Have these sorts of billionaire outlays amounted to just an innocent deep-pocket hobby? Or something not nearly as innocuous? On the eve of this year’s Super Bowl, Inequality.org co-editor Sam Pizzigati has some answers. |
PETULANT PLUTOCRAT OF THE WEEK |
A Billionaire Pol Takes the Lead on Advancing Trump’s Drill-Baby-Drill
This week’s dour deep pocket: Doug Burgum, the wealthy former governor of North Dakota and, after his Senate confirmation last week, the Trump administration’s new U.S. secretary of the interior. What has Burgum sour: anyone who either opposes moves to make drilling on public lands easier and cheaper for America’s oil and gas corporate powers or fears easing any limits on air and water pollution.
During last year’s Trump bid for the White House, the New York Times notes, Burgum helped gather Big Oil execs for the infamous Mar-a-Lago dinner where Trump urged the assembled fossil-fuel powers to raise $1 billion for his political campaign.
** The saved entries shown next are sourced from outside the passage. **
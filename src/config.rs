use std::env;
use std::path::PathBuf;
use std::sync::OnceLock;
use thiserror::Error;

/// Errors encountered while loading configuration from environment variables.
#[derive(Debug, Error)]
pub enum ConfigError {
    /// Environment variable contained a value that could not be parsed.
    #[error("Invalid value for environment variable: {0}")]
    InvalidValue(String),
}

/// Runtime configuration for the wikirag server.
#[derive(Debug)]
pub struct Config {
    /// Base URL of the Ollama runtime serving embeddings and generation.
    pub ollama_url: String,
    /// Embedding model identifier passed to the runtime.
    pub embedding_model: String,
    /// Generation model identifier passed to the runtime.
    pub generation_model: String,
    /// Root directory of the on-disk vector index.
    pub index_dir: PathBuf,
    /// Name of the collection holding the corpus vectors.
    pub collection_name: String,
    /// Chunk window size in characters.
    pub chunk_size: usize,
    /// Overlap between adjacent chunk windows in characters.
    pub chunk_overlap: usize,
    /// Directory holding the curated PDF corpus.
    pub pdf_dir: PathBuf,
    /// Directory holding user-uploaded PDFs.
    pub upload_dir: PathBuf,
    /// Optional override for the HTTP server port.
    pub server_port: Option<u16>,
    /// Optional log file appended to in addition to stdout.
    pub log_file: Option<PathBuf>,
}

impl Config {
    /// Load configuration from environment variables, performing validation along the way.
    pub fn from_env() -> Result<Self, ConfigError> {
        let chunk_size = load_env_optional("CHUNK_SIZE")
            .map(|value| parse_usize("CHUNK_SIZE", &value))
            .transpose()?
            .unwrap_or(1000);
        let chunk_overlap = load_env_optional("CHUNK_OVERLAP")
            .map(|value| parse_usize("CHUNK_OVERLAP", &value))
            .transpose()?
            .unwrap_or(150);

        if chunk_size == 0 {
            return Err(ConfigError::InvalidValue(
                "CHUNK_SIZE must be at least 1".to_string(),
            ));
        }
        // The chunker clamps its advance step instead of re-checking this,
        // so the overlap invariant has to hold here.
        if chunk_overlap >= chunk_size {
            return Err(ConfigError::InvalidValue(
                "CHUNK_OVERLAP must be smaller than CHUNK_SIZE".to_string(),
            ));
        }

        Ok(Self {
            ollama_url: load_env_optional("OLLAMA_URL")
                .unwrap_or_else(|| "http://127.0.0.1:11434".to_string()),
            embedding_model: load_env_optional("EMBEDDING_MODEL")
                .unwrap_or_else(|| "nomic-embed-text".to_string()),
            generation_model: load_env_optional("GENERATION_MODEL")
                .unwrap_or_else(|| "llama3.2:3b-instruct-q4_K_M".to_string()),
            index_dir: load_env_optional("INDEX_DIR")
                .map(PathBuf::from)
                .unwrap_or_else(|| PathBuf::from("./db")),
            collection_name: load_env_optional("COLLECTION_NAME")
                .unwrap_or_else(|| "wiki_pdf".to_string()),
            chunk_size,
            chunk_overlap,
            pdf_dir: load_env_optional("PDF_DIR")
                .map(PathBuf::from)
                .unwrap_or_else(|| PathBuf::from("./data/pdfs")),
            upload_dir: load_env_optional("UPLOAD_DIR")
                .map(PathBuf::from)
                .unwrap_or_else(|| PathBuf::from("./uploads")),
            server_port: load_env_optional("SERVER_PORT")
                .map(|value| {
                    value
                        .parse()
                        .map_err(|_| ConfigError::InvalidValue("SERVER_PORT".into()))
                })
                .transpose()?,
            log_file: load_env_optional("LOG_FILE").map(PathBuf::from),
        })
    }
}

fn load_env_optional(key: &str) -> Option<String> {
    env::var(key).ok().filter(|value| !value.trim().is_empty())
}

fn parse_usize(key: &str, value: &str) -> Result<usize, ConfigError> {
    value
        .parse()
        .map_err(|_| ConfigError::InvalidValue(key.to_string()))
}

/// Global configuration cache populated during process start.
pub static CONFIG: OnceLock<Config> = OnceLock::new();

/// Retrieve the loaded configuration, panicking if initialization has not occurred.
pub fn get_config() -> &'static Config {
    CONFIG.get().expect("Config not initialized")
}

/// Load configuration from the environment and install it in the global cache.
pub fn init_config() {
    dotenvy::dotenv().ok();
    let config = Config::from_env().expect("Failed to load config from environment");
    tracing::debug!(
        ollama_url = %config.ollama_url,
        collection = %config.collection_name,
        index_dir = %config.index_dir.display(),
        chunk_size = config.chunk_size,
        chunk_overlap = config.chunk_overlap,
        "Loaded configuration"
    );
    CONFIG.set(config).expect("Failed to set config");
}

#[cfg(test)]
mod tests {
    use super::*;

    #[test]
    fn defaults_follow_the_reference_deployment() {
        let config = Config::from_env().expect("config");
        assert_eq!(config.collection_name, "wiki_pdf");
        assert_eq!(config.chunk_size, 1000);
        assert_eq!(config.chunk_overlap, 150);
        assert!(config.chunk_overlap < config.chunk_size);
        assert!(config.log_file.is_none());
    }
}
At Burgum’s confirmation hearing, the former Microsoft exec said he would cut incentives for “intermittent” power efforts like wind and solar projects.
The last word: “It’s alarming that so many Senate Democrats were duped into voting for an oligarch who is now charged with stewarding the nation’s public lands and wildlife,” the Center for Biological Diversity’s Kierán Suckling noted after Burgum’s confirmation. “If Democrats want to know why so many people are disillusioned, they need to look no further than this vote.”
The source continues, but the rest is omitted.